Abstract

The Elliot Lake – Blind River, Ontario, paleoplacer deposits in the basal Matineda Formation, lowermost member of the 2.25–2.45 Ga old Huronian Supergroup, contain organic matter chemically consistent with kerogen. This substance is also referred to as thucholite. Uranium ores and some gold occur here, and these minerals may be in close association with the kerogen. Two uraniferous and auriferous stratiform kerogens, obtained from the Denison Mines Limited's Denison mine and Rio Algom Limited's Stanleigh mine, have been analyzed by combined high-vacuum pyrolysis – gas chromatography – mass spectrometry and by neutron activation. The reflectances of these samples have also been determined. Related samples containing dispersed kerogen have been examined by backscattered scanning electron microscopy. The polymer-like matrix of the two stratiform kerogens consists of aromatic, alkyl aromatic hydrocarbon, and sulphur moieties and contains 20 and 32% uranium with gold abundances in the parts per billion range.

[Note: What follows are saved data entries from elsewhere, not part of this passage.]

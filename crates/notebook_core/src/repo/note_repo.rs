//! Note repository contract and in-memory implementation.
//!
//! # Responsibility
//! - Provide add/edit/delete/get/list/search over the note collection.
//! - Allocate monotonically increasing ids starting at 1.
//!
//! # Invariants
//! - Ids are never reused, even after deletion.
//! - `next_id` is strictly greater than every id ever issued.
//! - Stored notes always have non-empty title and content.
//! - List and search return owned snapshots; later writes do not leak into them.

use crate::clock::{Clock, SystemClock};
use crate::model::note::{Note, NoteId, NoteValidationError};
use crate::model::NoteMap;
use crate::search::query::{filter_notes, SearchQuery};
use std::error::Error;
use std::fmt::{Display, Formatter};

pub type RepoResult<T> = Result<T, RepoError>;

/// Repository error for note writes.
#[derive(Debug, Clone, PartialEq, Eq)]
pub enum RepoError {
    Validation(NoteValidationError),
    NotFound(NoteId),
    /// Every id up to `u64::MAX - 1` has been issued.
    IdsExhausted,
}

impl Display for RepoError {
    fn fmt(&self, f: &mut Formatter<'_>) -> std::fmt::Result {
        match self {
            Self::Validation(err) => write!(f, "{err}"),
            Self::NotFound(id) => write!(f, "note not found: {id}"),
            Self::IdsExhausted => write!(f, "no note ids left to issue"),
        }
    }
}

impl Error for RepoError {
    fn source(&self) -> Option<&(dyn Error + 'static)> {
        match self {
            Self::Validation(err) => Some(err),
            Self::NotFound(_) | Self::IdsExhausted => None,
        }
    }
}

impl From<NoteValidationError> for RepoError {
    fn from(value: NoteValidationError) -> Self {
        Self::Validation(value)
    }
}

/// Repository interface for note operations.
pub trait NoteRepository {
    /// Stores a new note and returns its freshly allocated id.
    fn add_note(&mut self, title: &str, content: &str) -> RepoResult<NoteId>;
    /// Replaces title and content of an existing note.
    fn edit_note(&mut self, id: NoteId, title: &str, content: &str) -> RepoResult<()>;
    /// Removes a note permanently.
    fn delete_note(&mut self, id: NoteId) -> RepoResult<()>;
    /// Gets one note by id.
    fn get_note(&self, id: NoteId) -> Option<Note>;
    /// Returns a snapshot of every note.
    fn list_notes(&self) -> NoteMap;
    /// Returns a snapshot of the notes matching `query`.
    fn search_notes(&self, query: &SearchQuery) -> NoteMap;
}

/// Process-lifetime note storage keyed by id.
#[derive(Debug)]
pub struct InMemoryNoteRepository<C: Clock = SystemClock> {
    notes: NoteMap,
    next_id: NoteId,
    clock: C,
}

impl InMemoryNoteRepository<SystemClock> {
    /// Creates an empty repository stamped by local wall-clock time.
    pub fn new() -> Self {
        Self::with_clock(SystemClock)
    }
}

impl Default for InMemoryNoteRepository<SystemClock> {
    fn default() -> Self {
        Self::new()
    }
}

impl<C: Clock> InMemoryNoteRepository<C> {
    /// Creates an empty repository that reads time from `clock`.
    pub fn with_clock(clock: C) -> Self {
        Self {
            notes: NoteMap::new(),
            next_id: NoteId::FIRST,
            clock,
        }
    }

    /// Id the next successful add will receive.
    pub fn next_id(&self) -> NoteId {
        self.next_id
    }

    pub fn len(&self) -> usize {
        self.notes.len()
    }

    pub fn is_empty(&self) -> bool {
        self.notes.is_empty()
    }
}

impl<C: Clock> NoteRepository for InMemoryNoteRepository<C> {
    fn add_note(&mut self, title: &str, content: &str) -> RepoResult<NoteId> {
        let id = self.next_id;
        let note = Note::new(id, title, content, self.clock.now())?;
        let next_id = id.successor().ok_or(RepoError::IdsExhausted)?;

        self.notes.insert(id, note);
        self.next_id = next_id;
        Ok(id)
    }

    fn edit_note(&mut self, id: NoteId, title: &str, content: &str) -> RepoResult<()> {
        let now = self.clock.now();
        let note = self.notes.get_mut(&id).ok_or(RepoError::NotFound(id))?;
        note.revise(title, content, now)?;
        Ok(())
    }

    fn delete_note(&mut self, id: NoteId) -> RepoResult<()> {
        match self.notes.remove(&id) {
            Some(_) => Ok(()),
            None => Err(RepoError::NotFound(id)),
        }
    }

    fn get_note(&self, id: NoteId) -> Option<Note> {
        self.notes.get(&id).cloned()
    }

    fn list_notes(&self) -> NoteMap {
        self.notes.clone()
    }

    fn search_notes(&self, query: &SearchQuery) -> NoteMap {
        filter_notes(self.notes.values(), query)
    }
}

#[cfg(test)]
mod tests {
    use super::{InMemoryNoteRepository, NoteRepository, RepoError};
    use crate::model::note::{NoteId, NoteValidationError};

    #[test]
    fn empty_repository_starts_at_first_id() {
        let repo = InMemoryNoteRepository::new();
        assert!(repo.is_empty());
        assert_eq!(repo.next_id(), NoteId::FIRST);
    }

    #[test]
    fn rejected_add_does_not_consume_an_id() {
        let mut repo = InMemoryNoteRepository::new();
        let err = repo.add_note("", "x").unwrap_err();
        assert_eq!(err, RepoError::Validation(NoteValidationError::EmptyTitle));
        assert_eq!(repo.next_id(), NoteId::FIRST);

        let id = repo.add_note("t", "c").unwrap();
        assert_eq!(id, NoteId::FIRST);
    }

    #[test]
    fn add_refuses_to_issue_the_last_id_and_keeps_state() {
        let mut repo = InMemoryNoteRepository::new();
        let last = NoteId::new(u64::MAX).unwrap();
        repo.next_id = last;

        assert_eq!(repo.add_note("t", "c").unwrap_err(), RepoError::IdsExhausted);
        assert!(repo.is_empty());
        assert_eq!(repo.next_id(), last);
    }

    #[test]
    fn edit_reports_missing_id_before_validation() {
        let mut repo = InMemoryNoteRepository::new();
        let missing = NoteId::new(9).unwrap();
        let err = repo.edit_note(missing, "", "").unwrap_err();
        assert_eq!(err, RepoError::NotFound(missing));
    }
}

The reflectances of the two stratiform kerogens are generally higher than those of the dispersed kerogens; the atomic H/C ratios of the former are −0.6 and −0.4. Backscattered scanning electron microscopy and petrographic observations reveal a complex diagenetic history. Stratigraphic position and supportive analytical data suggest that the stratiform kerogens were probably derived from ancient mats of cyanobacteria, subjected to various radiation-induced reactions, and, at least in part, were affected in a manner similar to the surrounding rocks. The latter experienced physical and chemical diagenetic reactions, which often caused repeated mineral fracturing and led to the local development of authigenic carbonates and feldspar. Some of the chemical nature and history of the stratiform kerogens resemble those of the Witwatersrand carbon seam kerogens.